Mais le point le plus important reste la pertinence d’un tel produit. Si le Pono est à un prix inférieur à une bonne partie de la concurrence, il coûte tout de même 399 dollars, soit 290 euros à son lancement en janvier 2015. Surtout, pour en profiter, il faut investir dans un matériel audio de qualité, ce qui limite d’emblée le public cible. De plus, le prix des musiques est, quant à lui, bien supérieur à ceux de la concurrence : entre 12 et 25 dollars par album. Plus tard, Young affirmera que ces tarifs ont été imposés par les majors, et ont participé à la chute de son projet. Cerise sur le gâteau : le Pono est tout sauf ergonomique. Avec sa forme triangulaire façon Toblerone, il ne tient dans aucune poche, et ne semble pas du tout prévu pour un emploi nomade. Combiné à un écran tactile trop petit, qui rend la navigation difficile, il ne lui reste bien sur son argument audio pour convaincre. Le condamnant ainsi à une niche d’audiophiles.
Dès juin 2015, à peine six mois après le lancement officiel, les premiers problèmes financiers se font sentir. Young, bombardé PDG, court après les financements, y compris auprès de Donald Trump. Il veut ouvrir des magasins dans plusieurs villes, et se développer hors des États-Unis. Mais le Pono ne prend tout simplement pas. Attention, spoiler : Neil Young n’est pas un homme d’affaires.

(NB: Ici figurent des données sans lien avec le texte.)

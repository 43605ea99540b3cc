//! `Equality` — Injected deep equality between argument lists
//!
//! The matcher never decides on its own whether two argument lists are equal.
//! The host assertion framework supplies that capability, and it is threaded
//! explicitly through every recursive call. Any
//! `Fn(&[Value], &[Value]) -> bool` closure works; [`DeepEquals`] is the
//! structural default.

use crate::Value;

/// Compares a recorded argument list against an expected one.
///
/// # Example
///
/// ```
/// use nestmock::{args, DeepEquals, Equality, Value};
///
/// assert!(DeepEquals.equals(&args![1, "a"], &args![1, "a"]));
///
/// // Loose equality: ints and floats with the same numeric value are equal.
/// let loose = |a: &[Value], b: &[Value]| {
///     a.len() == b.len()
///         && a.iter().zip(b).all(|(x, y)| match (x, y) {
///             (Value::Int(i), Value::Float(f)) | (Value::Float(f), Value::Int(i)) => *i as f64 == *f,
///             _ => x == y,
///         })
/// };
/// assert!(loose.equals(&args![1], &args![1.0]));
/// ```
#[diagnostic::on_unimplemented(
    message = "`{Self}` does not implement `Equality`",
    label = "this type cannot compare argument lists",
    note = "use `DeepEquals` or a closure `|actual: &[Value], expected: &[Value]| -> bool`"
)]
pub trait Equality: Send + Sync {
    /// Returns `true` if the recorded `actual` arguments equal `expected`.
    fn equals(&self, actual: &[Value], expected: &[Value]) -> bool;
}

impl<F> Equality for F
where
    F: Fn(&[Value], &[Value]) -> bool + Send + Sync,
{
    fn equals(&self, actual: &[Value], expected: &[Value]) -> bool {
        self(actual, expected)
    }
}

/// Structural deep equality.
///
/// Lists and maps compare element-wise, `NaN` equals `NaN`, nested mocks compare
/// by identity, and custom values delegate to [`CustomValue::eq_custom`](crate::CustomValue::eq_custom).
#[derive(Debug, Clone, Copy, Default)]
pub struct DeepEquals;

impl Equality for DeepEquals {
    fn equals(&self, actual: &[Value], expected: &[Value]) -> bool {
        actual == expected
    }
}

Un an plus tard, l’entreprise Omnifone, qui héberge PonoMusic, est rachetée par Apple, et ferme immédiatement. Aucun autre fournisseur n’est en capacité d’accueillir la boutique, et un outil sur mesure commence à être créé. Le site affiche ainsi un « en construction »… qui n’a jamais disparu. « Plus on travaillait, plus on réalisait à quel point il était difficile de recréer ce qu’on avait crée, et à quel point c’était cher de le faire » explique Neil Young en 2017, date à laquelle il annonce la fin définitive de Pono. Comme à son habitude, le chanteur ne se démoralise pas. Il annonce d’abord l’arrivée imminente de sa propre plateforme de streaming, Xstream, censée adapter la qualité de l’audio à la qualité de la connexion Internet. Mais la plateforme ne verra jamais le jour.
Difficile de dire si, avec son idée, Neil Young était rétrograde ou précurseur. Courir après le succès de l’iPod avec treize ans de retard, alors que l’industrie était en train de basculer vers le streaming, semblait peine perdue. Qui plus est en insistant sur le format album, voué à être balayé par ces mêmes plateformes. Pour autant, l’insistance sur la haute qualité audio visait juste. À l’heure de la 4G, Neil Young a contribué à remettre le sujet sur la table, après des années de domination du MP3. Force est d’admettre que l’industrie a fini par suivre, puisque les principales plateformes de streaming ont fini par s’y mettre. Pour autant, on voit mal comment l’histoire aurait pu finir autrement pour le chanteur. Qu’importe, il s’est tenu à la racine même de son projet, puisque le nom Pono vient signifie, en hawaïen, « vertueux ».